## Task requirements:
Across all the entries, tally the lines holding the word "TaskListQuery", and give the number by itself.

Dataset records:
§ §

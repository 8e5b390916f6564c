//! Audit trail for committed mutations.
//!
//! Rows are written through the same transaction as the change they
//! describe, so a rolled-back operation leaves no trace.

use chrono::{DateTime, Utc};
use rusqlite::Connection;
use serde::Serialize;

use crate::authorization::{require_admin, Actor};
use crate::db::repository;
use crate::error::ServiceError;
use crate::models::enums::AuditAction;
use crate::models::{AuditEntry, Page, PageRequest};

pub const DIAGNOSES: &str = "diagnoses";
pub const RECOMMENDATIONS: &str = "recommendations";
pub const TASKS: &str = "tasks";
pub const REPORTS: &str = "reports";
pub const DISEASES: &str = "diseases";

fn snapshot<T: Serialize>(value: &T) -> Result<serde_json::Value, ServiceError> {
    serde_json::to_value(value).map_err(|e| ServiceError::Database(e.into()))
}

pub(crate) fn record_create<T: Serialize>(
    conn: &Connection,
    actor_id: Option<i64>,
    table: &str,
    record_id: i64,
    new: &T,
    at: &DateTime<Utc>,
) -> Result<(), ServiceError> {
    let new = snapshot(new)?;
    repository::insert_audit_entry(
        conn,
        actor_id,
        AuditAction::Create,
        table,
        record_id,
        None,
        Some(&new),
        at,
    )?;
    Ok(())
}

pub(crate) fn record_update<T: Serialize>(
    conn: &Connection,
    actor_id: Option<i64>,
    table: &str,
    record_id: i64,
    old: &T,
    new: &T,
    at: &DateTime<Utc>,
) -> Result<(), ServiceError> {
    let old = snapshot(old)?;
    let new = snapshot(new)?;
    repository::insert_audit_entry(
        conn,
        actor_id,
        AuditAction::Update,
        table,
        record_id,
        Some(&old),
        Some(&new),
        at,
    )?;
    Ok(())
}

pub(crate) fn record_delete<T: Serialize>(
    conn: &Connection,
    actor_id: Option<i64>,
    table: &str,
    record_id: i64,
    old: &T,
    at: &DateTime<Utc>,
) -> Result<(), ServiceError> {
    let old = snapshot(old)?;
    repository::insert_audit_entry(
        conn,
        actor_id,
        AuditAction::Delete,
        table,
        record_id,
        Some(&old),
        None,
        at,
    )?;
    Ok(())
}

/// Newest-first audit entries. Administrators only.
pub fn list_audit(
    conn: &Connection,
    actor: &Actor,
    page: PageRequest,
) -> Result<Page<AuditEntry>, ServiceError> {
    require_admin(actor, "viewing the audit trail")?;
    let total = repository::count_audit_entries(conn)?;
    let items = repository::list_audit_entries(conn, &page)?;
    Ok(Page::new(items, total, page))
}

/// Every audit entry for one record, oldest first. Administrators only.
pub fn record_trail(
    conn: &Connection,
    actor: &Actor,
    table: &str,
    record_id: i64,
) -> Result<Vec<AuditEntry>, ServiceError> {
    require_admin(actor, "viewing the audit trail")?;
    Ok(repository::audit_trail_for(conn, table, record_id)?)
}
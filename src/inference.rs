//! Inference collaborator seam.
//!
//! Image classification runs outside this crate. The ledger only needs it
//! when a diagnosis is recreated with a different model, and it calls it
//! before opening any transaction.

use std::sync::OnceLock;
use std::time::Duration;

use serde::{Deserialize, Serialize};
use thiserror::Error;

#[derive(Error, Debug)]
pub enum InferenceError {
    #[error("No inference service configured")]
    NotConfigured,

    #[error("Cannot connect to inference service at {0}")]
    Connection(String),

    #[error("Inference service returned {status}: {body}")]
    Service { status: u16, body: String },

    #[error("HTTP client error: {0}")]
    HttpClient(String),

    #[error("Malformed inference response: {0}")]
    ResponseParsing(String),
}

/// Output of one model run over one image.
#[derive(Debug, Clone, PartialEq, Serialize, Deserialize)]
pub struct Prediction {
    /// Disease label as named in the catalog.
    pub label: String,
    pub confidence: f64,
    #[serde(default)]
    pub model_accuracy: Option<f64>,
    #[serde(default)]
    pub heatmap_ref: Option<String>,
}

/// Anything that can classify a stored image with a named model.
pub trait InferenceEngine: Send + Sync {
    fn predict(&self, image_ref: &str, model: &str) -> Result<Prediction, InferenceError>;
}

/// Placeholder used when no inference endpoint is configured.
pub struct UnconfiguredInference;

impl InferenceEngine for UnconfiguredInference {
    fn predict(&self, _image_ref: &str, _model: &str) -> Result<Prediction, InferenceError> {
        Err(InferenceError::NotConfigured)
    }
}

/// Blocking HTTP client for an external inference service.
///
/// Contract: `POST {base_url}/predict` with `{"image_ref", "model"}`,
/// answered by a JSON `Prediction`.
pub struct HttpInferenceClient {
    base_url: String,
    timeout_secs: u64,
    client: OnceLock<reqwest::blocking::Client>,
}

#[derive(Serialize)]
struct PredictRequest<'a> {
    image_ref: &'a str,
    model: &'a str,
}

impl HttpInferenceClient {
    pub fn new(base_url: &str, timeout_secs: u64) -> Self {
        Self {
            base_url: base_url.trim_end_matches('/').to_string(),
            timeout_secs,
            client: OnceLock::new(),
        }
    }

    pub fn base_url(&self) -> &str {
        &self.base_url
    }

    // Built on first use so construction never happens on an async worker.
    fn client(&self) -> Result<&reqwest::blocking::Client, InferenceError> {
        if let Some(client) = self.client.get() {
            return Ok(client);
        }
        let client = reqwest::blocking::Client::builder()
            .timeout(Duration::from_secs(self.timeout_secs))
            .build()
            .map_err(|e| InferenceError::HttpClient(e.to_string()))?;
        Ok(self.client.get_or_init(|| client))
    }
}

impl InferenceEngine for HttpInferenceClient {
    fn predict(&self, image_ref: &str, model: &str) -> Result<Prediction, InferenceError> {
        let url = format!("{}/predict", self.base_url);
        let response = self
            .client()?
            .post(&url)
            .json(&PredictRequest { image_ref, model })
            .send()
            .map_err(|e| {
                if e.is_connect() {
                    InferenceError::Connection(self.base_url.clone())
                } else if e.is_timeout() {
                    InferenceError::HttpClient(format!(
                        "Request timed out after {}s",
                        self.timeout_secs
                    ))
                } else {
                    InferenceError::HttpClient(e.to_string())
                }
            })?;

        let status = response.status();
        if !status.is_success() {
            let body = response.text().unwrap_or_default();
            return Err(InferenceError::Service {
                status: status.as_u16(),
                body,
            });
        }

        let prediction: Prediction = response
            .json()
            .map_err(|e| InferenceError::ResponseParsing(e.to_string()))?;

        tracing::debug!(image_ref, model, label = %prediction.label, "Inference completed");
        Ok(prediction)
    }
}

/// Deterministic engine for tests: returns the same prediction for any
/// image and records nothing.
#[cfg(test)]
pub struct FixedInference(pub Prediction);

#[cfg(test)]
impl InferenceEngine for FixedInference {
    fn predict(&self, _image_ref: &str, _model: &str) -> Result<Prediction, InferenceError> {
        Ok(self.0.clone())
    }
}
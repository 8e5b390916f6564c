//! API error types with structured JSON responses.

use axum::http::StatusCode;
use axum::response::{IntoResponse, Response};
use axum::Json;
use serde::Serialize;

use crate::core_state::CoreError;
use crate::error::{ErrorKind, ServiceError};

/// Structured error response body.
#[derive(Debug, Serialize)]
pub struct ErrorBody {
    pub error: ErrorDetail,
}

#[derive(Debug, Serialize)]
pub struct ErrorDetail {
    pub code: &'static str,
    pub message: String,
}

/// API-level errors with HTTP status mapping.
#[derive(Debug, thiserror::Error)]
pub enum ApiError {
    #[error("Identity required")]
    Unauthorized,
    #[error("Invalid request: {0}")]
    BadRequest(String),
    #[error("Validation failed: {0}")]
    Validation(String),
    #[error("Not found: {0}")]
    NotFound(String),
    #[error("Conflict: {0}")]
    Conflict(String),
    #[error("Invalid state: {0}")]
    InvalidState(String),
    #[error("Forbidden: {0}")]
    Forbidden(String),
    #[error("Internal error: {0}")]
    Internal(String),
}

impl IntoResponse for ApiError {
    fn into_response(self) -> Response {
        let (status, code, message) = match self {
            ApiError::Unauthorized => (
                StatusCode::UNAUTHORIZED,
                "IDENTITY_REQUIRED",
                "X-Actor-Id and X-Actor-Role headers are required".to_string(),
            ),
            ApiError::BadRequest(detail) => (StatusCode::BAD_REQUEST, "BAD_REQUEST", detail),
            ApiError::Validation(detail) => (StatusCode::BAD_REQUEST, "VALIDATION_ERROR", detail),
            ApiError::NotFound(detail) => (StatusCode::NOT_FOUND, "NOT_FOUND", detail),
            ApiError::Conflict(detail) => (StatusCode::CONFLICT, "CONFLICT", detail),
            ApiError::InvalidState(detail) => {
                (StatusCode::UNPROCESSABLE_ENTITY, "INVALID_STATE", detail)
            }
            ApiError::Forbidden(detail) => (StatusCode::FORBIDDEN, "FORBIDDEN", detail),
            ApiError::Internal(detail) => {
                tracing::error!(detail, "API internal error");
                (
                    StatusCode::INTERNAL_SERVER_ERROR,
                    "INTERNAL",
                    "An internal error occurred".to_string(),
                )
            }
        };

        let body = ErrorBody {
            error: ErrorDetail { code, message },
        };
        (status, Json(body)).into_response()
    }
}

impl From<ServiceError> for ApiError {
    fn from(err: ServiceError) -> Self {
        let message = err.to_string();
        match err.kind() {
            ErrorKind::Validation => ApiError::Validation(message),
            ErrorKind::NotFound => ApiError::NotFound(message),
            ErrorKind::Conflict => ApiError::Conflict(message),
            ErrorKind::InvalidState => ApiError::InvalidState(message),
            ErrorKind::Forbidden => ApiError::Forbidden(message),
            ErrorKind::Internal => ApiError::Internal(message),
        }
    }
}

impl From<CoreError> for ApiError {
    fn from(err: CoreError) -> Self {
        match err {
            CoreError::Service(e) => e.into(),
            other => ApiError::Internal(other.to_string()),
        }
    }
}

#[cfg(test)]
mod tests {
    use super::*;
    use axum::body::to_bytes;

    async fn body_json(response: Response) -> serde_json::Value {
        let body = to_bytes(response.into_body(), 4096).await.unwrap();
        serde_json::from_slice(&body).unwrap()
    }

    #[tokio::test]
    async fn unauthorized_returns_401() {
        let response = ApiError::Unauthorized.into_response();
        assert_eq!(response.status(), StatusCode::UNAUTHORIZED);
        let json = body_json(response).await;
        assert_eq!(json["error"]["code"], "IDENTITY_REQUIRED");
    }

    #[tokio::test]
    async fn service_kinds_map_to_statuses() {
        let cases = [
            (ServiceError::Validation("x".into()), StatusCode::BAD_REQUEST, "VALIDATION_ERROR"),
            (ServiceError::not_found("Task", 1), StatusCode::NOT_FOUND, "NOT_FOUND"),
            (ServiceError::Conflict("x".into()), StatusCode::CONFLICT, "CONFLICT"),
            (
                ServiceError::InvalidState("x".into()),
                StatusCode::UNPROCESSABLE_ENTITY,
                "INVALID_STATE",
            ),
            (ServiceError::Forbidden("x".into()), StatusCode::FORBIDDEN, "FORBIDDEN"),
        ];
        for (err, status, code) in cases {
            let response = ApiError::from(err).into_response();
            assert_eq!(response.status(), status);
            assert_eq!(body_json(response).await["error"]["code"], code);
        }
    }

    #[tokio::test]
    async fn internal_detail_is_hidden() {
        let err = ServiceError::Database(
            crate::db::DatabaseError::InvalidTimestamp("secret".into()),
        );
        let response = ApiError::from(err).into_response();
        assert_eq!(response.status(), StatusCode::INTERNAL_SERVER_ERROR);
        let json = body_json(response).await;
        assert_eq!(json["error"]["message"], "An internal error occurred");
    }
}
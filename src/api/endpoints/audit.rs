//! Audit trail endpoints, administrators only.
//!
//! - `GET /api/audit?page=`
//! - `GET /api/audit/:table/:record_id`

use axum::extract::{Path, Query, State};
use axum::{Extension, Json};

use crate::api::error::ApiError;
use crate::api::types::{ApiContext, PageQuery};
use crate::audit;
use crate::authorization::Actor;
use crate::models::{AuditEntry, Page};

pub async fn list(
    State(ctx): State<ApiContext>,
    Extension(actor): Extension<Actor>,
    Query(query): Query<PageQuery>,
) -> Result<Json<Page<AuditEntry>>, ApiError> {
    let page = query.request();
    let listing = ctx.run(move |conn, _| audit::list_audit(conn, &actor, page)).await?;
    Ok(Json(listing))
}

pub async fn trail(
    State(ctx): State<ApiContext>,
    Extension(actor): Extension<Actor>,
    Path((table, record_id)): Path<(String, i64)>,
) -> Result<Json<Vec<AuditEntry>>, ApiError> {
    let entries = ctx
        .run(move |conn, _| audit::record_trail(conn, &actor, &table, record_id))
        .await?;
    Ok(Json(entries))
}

§ §

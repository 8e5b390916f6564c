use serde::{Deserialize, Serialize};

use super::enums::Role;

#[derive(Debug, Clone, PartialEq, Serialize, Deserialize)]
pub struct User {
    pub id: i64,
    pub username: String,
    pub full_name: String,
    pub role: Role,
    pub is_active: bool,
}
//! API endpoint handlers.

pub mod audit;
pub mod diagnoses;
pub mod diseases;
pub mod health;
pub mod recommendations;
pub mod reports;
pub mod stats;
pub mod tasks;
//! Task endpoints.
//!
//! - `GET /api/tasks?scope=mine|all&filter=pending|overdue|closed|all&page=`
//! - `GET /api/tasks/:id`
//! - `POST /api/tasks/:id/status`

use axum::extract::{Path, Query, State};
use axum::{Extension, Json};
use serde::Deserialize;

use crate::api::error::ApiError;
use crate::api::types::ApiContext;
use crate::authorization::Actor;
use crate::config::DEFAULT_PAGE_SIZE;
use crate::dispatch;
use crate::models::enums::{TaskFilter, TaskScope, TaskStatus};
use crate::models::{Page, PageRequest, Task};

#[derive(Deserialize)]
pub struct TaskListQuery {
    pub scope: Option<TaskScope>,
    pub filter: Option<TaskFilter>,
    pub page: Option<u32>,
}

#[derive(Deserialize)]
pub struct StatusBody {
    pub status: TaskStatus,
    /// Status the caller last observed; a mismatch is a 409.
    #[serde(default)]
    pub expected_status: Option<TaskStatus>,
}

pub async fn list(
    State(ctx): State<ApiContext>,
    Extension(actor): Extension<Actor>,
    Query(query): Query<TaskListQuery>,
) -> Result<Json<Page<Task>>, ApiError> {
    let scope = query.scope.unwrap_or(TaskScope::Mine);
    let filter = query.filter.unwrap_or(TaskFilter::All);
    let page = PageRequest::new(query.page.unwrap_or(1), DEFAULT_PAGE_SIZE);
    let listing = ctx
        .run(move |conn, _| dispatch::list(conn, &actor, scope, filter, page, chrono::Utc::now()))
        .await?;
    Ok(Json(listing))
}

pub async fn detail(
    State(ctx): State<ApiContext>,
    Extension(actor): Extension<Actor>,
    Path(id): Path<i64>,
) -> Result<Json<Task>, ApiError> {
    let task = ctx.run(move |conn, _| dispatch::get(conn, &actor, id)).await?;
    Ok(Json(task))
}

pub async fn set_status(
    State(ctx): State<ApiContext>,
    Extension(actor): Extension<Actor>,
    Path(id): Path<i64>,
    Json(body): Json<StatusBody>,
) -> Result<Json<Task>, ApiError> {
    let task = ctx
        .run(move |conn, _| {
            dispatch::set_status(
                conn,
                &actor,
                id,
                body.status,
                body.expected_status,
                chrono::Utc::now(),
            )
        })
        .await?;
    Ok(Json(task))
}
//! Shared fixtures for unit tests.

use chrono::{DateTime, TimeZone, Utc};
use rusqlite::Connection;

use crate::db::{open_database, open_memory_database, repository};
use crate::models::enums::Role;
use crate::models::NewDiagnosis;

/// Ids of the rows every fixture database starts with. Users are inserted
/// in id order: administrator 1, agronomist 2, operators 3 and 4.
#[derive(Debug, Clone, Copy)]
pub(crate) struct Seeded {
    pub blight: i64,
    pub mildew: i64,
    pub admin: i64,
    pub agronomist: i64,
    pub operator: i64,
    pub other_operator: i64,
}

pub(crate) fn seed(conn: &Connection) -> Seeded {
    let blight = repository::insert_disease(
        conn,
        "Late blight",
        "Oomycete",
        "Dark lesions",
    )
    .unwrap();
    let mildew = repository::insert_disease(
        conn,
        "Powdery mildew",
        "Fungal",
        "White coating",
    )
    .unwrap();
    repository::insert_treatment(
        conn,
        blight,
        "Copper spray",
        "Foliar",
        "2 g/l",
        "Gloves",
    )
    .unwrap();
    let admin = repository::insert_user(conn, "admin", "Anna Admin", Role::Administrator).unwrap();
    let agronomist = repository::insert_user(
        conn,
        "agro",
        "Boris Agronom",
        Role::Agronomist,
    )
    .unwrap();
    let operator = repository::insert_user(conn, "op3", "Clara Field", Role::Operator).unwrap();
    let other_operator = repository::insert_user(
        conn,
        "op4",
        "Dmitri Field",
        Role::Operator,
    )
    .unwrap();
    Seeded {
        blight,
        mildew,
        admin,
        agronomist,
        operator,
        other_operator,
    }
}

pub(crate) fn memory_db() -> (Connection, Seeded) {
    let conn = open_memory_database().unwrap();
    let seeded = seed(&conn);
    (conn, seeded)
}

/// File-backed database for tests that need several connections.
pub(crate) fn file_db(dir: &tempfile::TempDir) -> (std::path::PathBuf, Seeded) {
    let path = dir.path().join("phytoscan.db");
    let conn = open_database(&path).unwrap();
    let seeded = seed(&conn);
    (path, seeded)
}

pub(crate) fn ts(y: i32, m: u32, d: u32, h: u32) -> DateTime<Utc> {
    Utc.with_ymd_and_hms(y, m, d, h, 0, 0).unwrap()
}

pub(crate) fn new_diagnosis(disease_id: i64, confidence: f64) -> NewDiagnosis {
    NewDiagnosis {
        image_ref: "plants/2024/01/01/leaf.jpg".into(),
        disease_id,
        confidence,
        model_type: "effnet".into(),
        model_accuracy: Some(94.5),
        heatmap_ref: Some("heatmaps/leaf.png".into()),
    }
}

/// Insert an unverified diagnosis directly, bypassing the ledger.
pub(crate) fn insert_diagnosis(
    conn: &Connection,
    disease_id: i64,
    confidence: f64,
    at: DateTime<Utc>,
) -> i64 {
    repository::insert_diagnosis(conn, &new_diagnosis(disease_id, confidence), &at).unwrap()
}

§ §

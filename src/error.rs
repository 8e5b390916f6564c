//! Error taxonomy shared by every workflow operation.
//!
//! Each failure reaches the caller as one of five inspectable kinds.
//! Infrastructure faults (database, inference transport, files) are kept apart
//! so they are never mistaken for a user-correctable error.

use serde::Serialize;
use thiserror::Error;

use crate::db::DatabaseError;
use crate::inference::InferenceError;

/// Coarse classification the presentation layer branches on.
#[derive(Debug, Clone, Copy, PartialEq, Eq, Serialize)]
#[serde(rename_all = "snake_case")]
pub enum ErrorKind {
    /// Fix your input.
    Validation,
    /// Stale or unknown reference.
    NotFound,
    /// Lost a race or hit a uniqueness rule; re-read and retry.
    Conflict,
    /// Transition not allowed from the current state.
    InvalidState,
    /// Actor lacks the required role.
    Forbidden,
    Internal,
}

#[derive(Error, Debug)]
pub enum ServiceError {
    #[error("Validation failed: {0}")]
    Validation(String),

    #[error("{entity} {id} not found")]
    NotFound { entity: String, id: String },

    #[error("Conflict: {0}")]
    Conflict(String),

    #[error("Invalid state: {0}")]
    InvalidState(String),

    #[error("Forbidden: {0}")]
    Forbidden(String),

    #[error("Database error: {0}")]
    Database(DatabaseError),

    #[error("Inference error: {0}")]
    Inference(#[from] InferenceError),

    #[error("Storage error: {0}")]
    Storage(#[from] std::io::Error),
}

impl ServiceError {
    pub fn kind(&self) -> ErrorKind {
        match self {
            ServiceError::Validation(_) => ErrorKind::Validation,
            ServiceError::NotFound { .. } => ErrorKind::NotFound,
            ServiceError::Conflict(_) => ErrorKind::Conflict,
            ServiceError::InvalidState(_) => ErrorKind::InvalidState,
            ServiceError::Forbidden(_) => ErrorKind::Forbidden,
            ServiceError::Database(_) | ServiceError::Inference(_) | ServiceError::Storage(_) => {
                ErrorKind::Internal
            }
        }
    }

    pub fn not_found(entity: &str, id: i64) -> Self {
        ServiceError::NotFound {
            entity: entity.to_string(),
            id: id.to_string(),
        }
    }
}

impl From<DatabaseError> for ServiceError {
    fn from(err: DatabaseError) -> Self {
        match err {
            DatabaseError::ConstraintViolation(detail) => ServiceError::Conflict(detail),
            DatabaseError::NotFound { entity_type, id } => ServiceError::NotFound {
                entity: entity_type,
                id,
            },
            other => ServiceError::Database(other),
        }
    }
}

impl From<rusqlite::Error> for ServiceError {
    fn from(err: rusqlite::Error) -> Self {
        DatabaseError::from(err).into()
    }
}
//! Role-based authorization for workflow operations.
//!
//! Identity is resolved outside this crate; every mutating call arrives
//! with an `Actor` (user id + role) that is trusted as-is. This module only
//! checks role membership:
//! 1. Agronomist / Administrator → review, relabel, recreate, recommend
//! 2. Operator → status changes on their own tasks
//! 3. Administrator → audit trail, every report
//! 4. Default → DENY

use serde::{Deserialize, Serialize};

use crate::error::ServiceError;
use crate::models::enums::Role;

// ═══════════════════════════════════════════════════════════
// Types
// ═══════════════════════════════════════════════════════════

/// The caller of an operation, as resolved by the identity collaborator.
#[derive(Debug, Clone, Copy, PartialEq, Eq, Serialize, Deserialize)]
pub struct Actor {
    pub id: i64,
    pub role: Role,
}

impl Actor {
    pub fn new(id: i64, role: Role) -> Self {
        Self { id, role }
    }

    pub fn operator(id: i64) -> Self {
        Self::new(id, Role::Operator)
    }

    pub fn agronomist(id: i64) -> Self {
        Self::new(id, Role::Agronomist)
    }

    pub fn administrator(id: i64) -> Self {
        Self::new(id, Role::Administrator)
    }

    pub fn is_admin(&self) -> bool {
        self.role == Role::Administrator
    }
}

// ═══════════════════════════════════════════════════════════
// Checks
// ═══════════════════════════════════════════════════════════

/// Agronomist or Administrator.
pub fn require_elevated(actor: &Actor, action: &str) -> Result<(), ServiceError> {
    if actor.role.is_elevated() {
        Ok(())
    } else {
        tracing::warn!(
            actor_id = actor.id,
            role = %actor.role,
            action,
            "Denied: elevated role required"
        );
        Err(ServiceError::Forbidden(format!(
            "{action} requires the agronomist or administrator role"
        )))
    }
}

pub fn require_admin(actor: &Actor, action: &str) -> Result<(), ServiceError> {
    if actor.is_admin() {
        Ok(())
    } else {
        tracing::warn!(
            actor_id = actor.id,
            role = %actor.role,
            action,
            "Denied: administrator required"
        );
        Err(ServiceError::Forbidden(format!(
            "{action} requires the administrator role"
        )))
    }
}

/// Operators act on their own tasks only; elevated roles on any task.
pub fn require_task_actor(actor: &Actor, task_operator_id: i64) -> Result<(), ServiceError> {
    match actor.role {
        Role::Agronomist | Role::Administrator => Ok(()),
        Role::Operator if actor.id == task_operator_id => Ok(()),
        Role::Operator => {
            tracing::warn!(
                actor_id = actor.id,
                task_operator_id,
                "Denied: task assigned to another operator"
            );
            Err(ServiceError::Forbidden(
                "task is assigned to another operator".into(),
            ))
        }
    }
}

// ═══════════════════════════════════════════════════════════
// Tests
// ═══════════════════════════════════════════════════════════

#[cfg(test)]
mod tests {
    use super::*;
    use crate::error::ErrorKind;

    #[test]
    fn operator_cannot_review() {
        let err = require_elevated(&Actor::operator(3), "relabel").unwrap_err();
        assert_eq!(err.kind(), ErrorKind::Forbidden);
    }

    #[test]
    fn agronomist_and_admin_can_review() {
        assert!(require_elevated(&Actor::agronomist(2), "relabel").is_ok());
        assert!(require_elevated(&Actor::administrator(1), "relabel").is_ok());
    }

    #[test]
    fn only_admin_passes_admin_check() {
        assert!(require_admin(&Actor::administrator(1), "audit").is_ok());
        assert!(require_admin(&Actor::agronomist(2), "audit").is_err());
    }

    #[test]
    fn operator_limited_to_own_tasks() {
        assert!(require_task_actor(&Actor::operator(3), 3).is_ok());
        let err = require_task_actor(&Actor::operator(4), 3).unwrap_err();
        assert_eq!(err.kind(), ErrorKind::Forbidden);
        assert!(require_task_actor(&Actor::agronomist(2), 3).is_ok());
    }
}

§ §

## Solution to the exercise:
2